A combined experimental and theoretical study is presented on the collision-induced dissociation (CID) of 9-methylguanine–1-methylcytosine base-pair radical cation (abbreviated as [9MG·1MC]˙⁺) and its monohydrate ([9MG·1MC]˙⁺·H₂O) with Xe and Ar gases. Product ion mass spectra were measured as a function of collision energy using guided-ion beam tandem mass spectrometry, from which cross sections and threshold energies for various dissociation pathways were determined. Electronic structure calculations were performed at the DFT, RI-MP2 and DLPNO-CCSD(T) levels of theory to identify product structures and map out reaction potential energy surfaces. [9MG·1MC]˙⁺ has two structures: a conventional structure 9MG˙⁺·1MC (population 87%) consisting of hydrogen-bonded 9-methylguanine radical cation and neutral 1-methylcytosine, and a proton-transferred structure [9MG − H]˙·[1MC + H]⁺ (less stable, population 13%) formed by intra-base-pair proton transfer from the N1 of 9MG˙⁺ to the N3 of 1MC within 9MG˙⁺·1MC. The two structures have similar dissociation energies but can be distinguished in that 9MG˙⁺·1MC dissociates into 9MG˙⁺ and 1MC whereas [9MG – H]˙·[1MC + H]⁺ dissociates into neutral [9MG – H]˙ radical and protonated [1MC + H]⁺. An intriguing finding is that, in both Xe- and Ar-induced CID of [9MG·1MC]˙⁺, product ions were overwhelmingly dominated by [1MC + H]⁺, which is contrary to product distributions predicted using a statistical reaction model.
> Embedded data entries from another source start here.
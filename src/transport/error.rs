//! Error types for the transport layer.
//!
//! Transport errors describe failures to complete an HTTP exchange at all.
//! A completed exchange with an error status is *not* a transport error; it
//! is returned as an [`HttpResponse`](super::HttpResponse) and interpreted by
//! the state engine.

use reqwest::Method;
use thiserror::Error;

/// Errors that can occur while sending a request.
#[derive(Debug, Error)]
pub enum TransportError {
    /// Network-level error (DNS resolution, connection refused, TLS errors, etc.)
    #[error("network error sending {method} {uri}: {source}")]
    Network {
        /// Request method.
        method: Method,
        /// The URI that failed.
        uri: String,
        /// The underlying network error.
        #[source]
        source: reqwest::Error,
    },

    /// Request timed out before a response arrived.
    #[error("timeout sending {method} {uri}")]
    Timeout {
        /// Request method.
        method: Method,
        /// The URI that timed out.
        uri: String,
    },

    /// The request could not be constructed or the underlying client could not be built.
    #[error("invalid request: {reason}")]
    InvalidRequest {
        /// Why the request was rejected.
        reason: String,
    },
}

impl TransportError {
    /// Creates a network error from a reqwest error.
    pub fn network(method: Method, uri: impl Into<String>, source: reqwest::Error) -> Self {
        Self::Network {
            method,
            uri: uri.into(),
            source,
        }
    }

    /// Creates a timeout error.
    pub fn timeout(method: Method, uri: impl Into<String>) -> Self {
        Self::Timeout {
            method,
            uri: uri.into(),
        }
    }

    /// Creates an invalid request error.
    pub fn invalid_request(reason: impl Into<String>) -> Self {
        Self::InvalidRequest {
            reason: reason.into(),
        }
    }
}

#[cfg(test)]
#[allow(clippy::unwrap_used)]
mod tests {
    use super::*;

    #[test]
    fn test_transport_error_timeout_display() {
        let error = TransportError::timeout(Method::GET, "https://api.example.com/collections");
        let msg = error.to_string();
        assert!(msg.contains("timeout"), "Expected 'timeout' in: {msg}");
        assert!(msg.contains("GET"), "Expected method in: {msg}");
        assert!(
            msg.contains("https://api.example.com/collections"),
            "Expected URI in: {msg}"
        );
    }

    #[test]
    fn test_transport_error_invalid_request_display() {
        let error = TransportError::invalid_request("client builder failed");
        assert!(error.to_string().contains("client builder failed"));
    }
}
//! Hypermedia links and their resolution.
//!
//! A [`Link`] names a relation and points at a target either directly
//! (`href`) or through an RFC 6570 template. GEDCOM X JSON serializes the
//! links of an object as a map keyed by relation:
//!
//! ```json
//! { "links": { "person": { "href": "https://api.example.com/persons/KWQS-BBQ" } } }
//! ```
//!
//! Some producers emit a list of link objects that carry their own `rel`
//! instead; [`Links`] accepts both forms and always writes the map form.

mod error;
mod header;
pub mod rel;
mod template;

use std::collections::BTreeMap;

use serde::{Deserialize, Deserializer, Serialize, Serializer};
use url::Url;

pub use error::LinkError;
pub use header::parse_link_header;
pub use template::{TemplateVars, UriTemplate};

/// A hypermedia link.
#[derive(Debug, Clone, Default, PartialEq, Eq, Serialize, Deserialize)]
#[serde(rename_all = "camelCase")]
pub struct Link {
    /// Relation name; empty inside the map form, where the key carries it.
    #[serde(default, skip_serializing_if = "String::is_empty")]
    pub rel: String,
    /// Concrete target URI, possibly relative.
    #[serde(default, skip_serializing_if = "Option::is_none")]
    pub href: Option<String>,
    /// URI template used when no href is present.
    #[serde(default, skip_serializing_if = "Option::is_none")]
    pub template: Option<String>,
    /// Media type of the target representation.
    #[serde(default, rename = "type", skip_serializing_if = "Option::is_none")]
    pub media_type: Option<String>,
    /// Media types the target accepts.
    #[serde(default, skip_serializing_if = "Option::is_none")]
    pub accept: Option<String>,
    /// Methods the target allows.
    #[serde(default, skip_serializing_if = "Option::is_none")]
    pub allow: Option<String>,
    #[serde(default, skip_serializing_if = "Option::is_none")]
    pub title: Option<String>,
}

impl Link {
    /// Creates a link with a concrete target.
    #[must_use]
    pub fn with_href(rel: impl Into<String>, href: impl Into<String>) -> Self {
        Self {
            rel: rel.into(),
            href: Some(href.into()),
            ..Self::default()
        }
    }

    /// Creates a templated link.
    #[must_use]
    pub fn with_template(rel: impl Into<String>, template: impl Into<String>) -> Self {
        Self {
            rel: rel.into(),
            template: Some(template.into()),
            ..Self::default()
        }
    }

    /// Whether the link has a target at all.
    #[must_use]
    pub fn is_usable(&self) -> bool {
        self.href.is_some() || self.template.is_some()
    }

    /// Resolves the link to an absolute URI.
    ///
    /// The href wins when present and is joined against `base`; otherwise
    /// the template is expanded with `vars`.
    ///
    /// # Errors
    ///
    /// - [`LinkError::Unusable`] if the link has no target
    /// - [`LinkError::Malformed`] / [`LinkError::MissingVariable`] from expansion
    /// - [`LinkError::InvalidUri`] if the result does not parse as a URI
    pub fn resolve(&self, base: &Url, vars: &TemplateVars) -> Result<Url, LinkError> {
        let target = match (&self.href, &self.template) {
            (Some(href), _) => href.clone(),
            (None, Some(template)) => UriTemplate::parse(template)?.expand(vars)?,
            (None, None) => return Err(LinkError::unusable(&self.rel)),
        };
        base.join(&target)
            .map_err(|_| LinkError::invalid_uri(&self.rel, &target))
    }
}

/// The links of one object, in document order.
#[derive(Debug, Clone, Default, PartialEq, Eq)]
pub struct Links(Vec<Link>);

impl Links {
    #[must_use]
    pub fn new() -> Self {
        Self::default()
    }

    /// First link with the given relation.
    #[must_use]
    pub fn get(&self, rel: &str) -> Option<&Link> {
        self.0.iter().find(|link| link.rel == rel)
    }

    /// Adds a link; an existing link with the same relation is replaced.
    pub fn insert(&mut self, link: Link) {
        match self.0.iter_mut().find(|existing| existing.rel == link.rel) {
            Some(existing) => *existing = link,
            None => self.0.push(link),
        }
    }

    pub fn iter(&self) -> std::slice::Iter<'_, Link> {
        self.0.iter()
    }

    #[must_use]
    pub fn len(&self) -> usize {
        self.0.len()
    }

    #[must_use]
    pub fn is_empty(&self) -> bool {
        self.0.is_empty()
    }
}

impl FromIterator<Link> for Links {
    fn from_iter<I: IntoIterator<Item = Link>>(iter: I) -> Self {
        let mut links = Self::new();
        for link in iter {
            links.insert(link);
        }
        links
    }
}

impl<'a> IntoIterator for &'a Links {
    type Item = &'a Link;
    type IntoIter = std::slice::Iter<'a, Link>;

    fn into_iter(self) -> Self::IntoIter {
        self.0.iter()
    }
}

impl Serialize for Links {
    fn serialize<S: Serializer>(&self, serializer: S) -> Result<S::Ok, S::Error> {
        use serde::ser::SerializeMap;

        let mut map = serializer.serialize_map(Some(self.0.len()))?;
        for link in &self.0 {
            let body = Link {
                rel: String::new(),
                ..link.clone()
            };
            map.serialize_entry(&link.rel, &body)?;
        }
        map.end()
    }
}

#[derive(Deserialize)]
#[serde(untagged)]
enum LinksRepr {
    Keyed(BTreeMap<String, Link>),
    Listed(Vec<Link>),
}

impl<'de> Deserialize<'de> for Links {
    fn deserialize<D: Deserializer<'de>>(deserializer: D) -> Result<Self, D::Error> {
        let links = match LinksRepr::deserialize(deserializer)? {
            LinksRepr::Keyed(map) => map
                .into_iter()
                .map(|(rel, mut link)| {
                    link.rel = rel;
                    link
                })
                .collect(),
            LinksRepr::Listed(list) => list.into_iter().filter(|l| !l.rel.is_empty()).collect(),
        };
        Ok(links)
    }
}

#[cfg(test)]
#[allow(clippy::unwrap_used)]
mod tests {
    use super::*;

    fn base() -> Url {
        Url::parse("https://api.example.com/platform/collection").unwrap()
    }

    #[test]
    fn test_href_joined_against_base() {
        let link = Link::with_href(rel::PERSON, "/platform/tree/persons/KWQS-BBQ");
        let uri = link.resolve(&base(), &TemplateVars::new()).unwrap();
        assert_eq!(
            uri.as_str(),
            "https://api.example.com/platform/tree/persons/KWQS-BBQ"
        );
    }

    #[test]
    fn test_href_wins_over_template() {
        let mut link = Link::with_href(rel::PERSON, "https://api.example.com/a");
        link.template = Some("https://api.example.com/b/{pid}".to_string());
        let uri = link
            .resolve(&base(), &TemplateVars::new().with("pid", "X"))
            .unwrap();
        assert_eq!(uri.path(), "/a");
    }

    #[test]
    fn test_template_expanded() {
        let link = Link::with_template(
            rel::PERSON,
            "https://api.example.com/persons/{pid}{?access_token}",
        );
        let uri = link
            .resolve(&base(), &TemplateVars::new().with("pid", "KWQS-BBQ"))
            .unwrap();
        assert_eq!(uri.as_str(), "https://api.example.com/persons/KWQS-BBQ");
    }

    #[test]
    fn test_template_missing_required_variable() {
        let link = Link::with_template(rel::PERSON, "https://api.example.com/persons/{pid}");
        let err = link.resolve(&base(), &TemplateVars::new()).unwrap_err();
        assert!(matches!(err, LinkError::MissingVariable { .. }));
    }

    #[test]
    fn test_unusable_link() {
        let link = Link {
            rel: "person".to_string(),
            ..Link::default()
        };
        assert!(!link.is_usable());
        assert_eq!(
            link.resolve(&base(), &TemplateVars::new()).unwrap_err(),
            LinkError::unusable("person")
        );
    }

    #[test]
    fn test_keyed_form_deserializes_with_rel_from_key() {
        let links: Links = serde_json::from_str(
            r#"{"person": {"href": "/p/1"}, "search": {"template": "/s{?q}", "type": "application/json"}}"#,
        )
        .unwrap();
        assert_eq!(links.len(), 2);
        assert_eq!(links.get("person").unwrap().href.as_deref(), Some("/p/1"));
        let search = links.get("search").unwrap();
        assert_eq!(search.template.as_deref(), Some("/s{?q}"));
        assert_eq!(search.media_type.as_deref(), Some("application/json"));
    }

    #[test]
    fn test_listed_form_deserializes() {
        let links: Links = serde_json::from_str(
            r#"[{"rel": "next", "href": "/p?start=20"}, {"href": "/orphan"}]"#,
        )
        .unwrap();
        assert_eq!(links.len(), 1);
        assert!(links.get("next").is_some());
    }

    #[test]
    fn test_serializes_as_keyed_form_without_rel() {
        let links: Links = vec![Link::with_href("self", "/me")].into_iter().collect();
        let json = serde_json::to_value(&links).unwrap();
        assert_eq!(json, serde_json::json!({"self": {"href": "/me"}}));
    }

    #[test]
    fn test_insert_replaces_same_rel() {
        let mut links = Links::new();
        links.insert(Link::with_href("next", "/a"));
        links.insert(Link::with_href("next", "/b"));
        assert_eq!(links.len(), 1);
        assert_eq!(links.get("next").unwrap().href.as_deref(), Some("/b"));
    }
}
Monohydration of [9MG·1MC]˙⁺ reversed the populations of the conventional structure (43%) vs. the proton-transferred structure (57%) and induced new reactions upon collisional activation, of which intra-base-pair hydrogen transfer produced [9MG + H]⁺ and the reaction of the water ligand with a methyl group in [9MG·1MC]˙⁺ led to methanol elimination from [9MG·1MC]˙⁺·H₂O.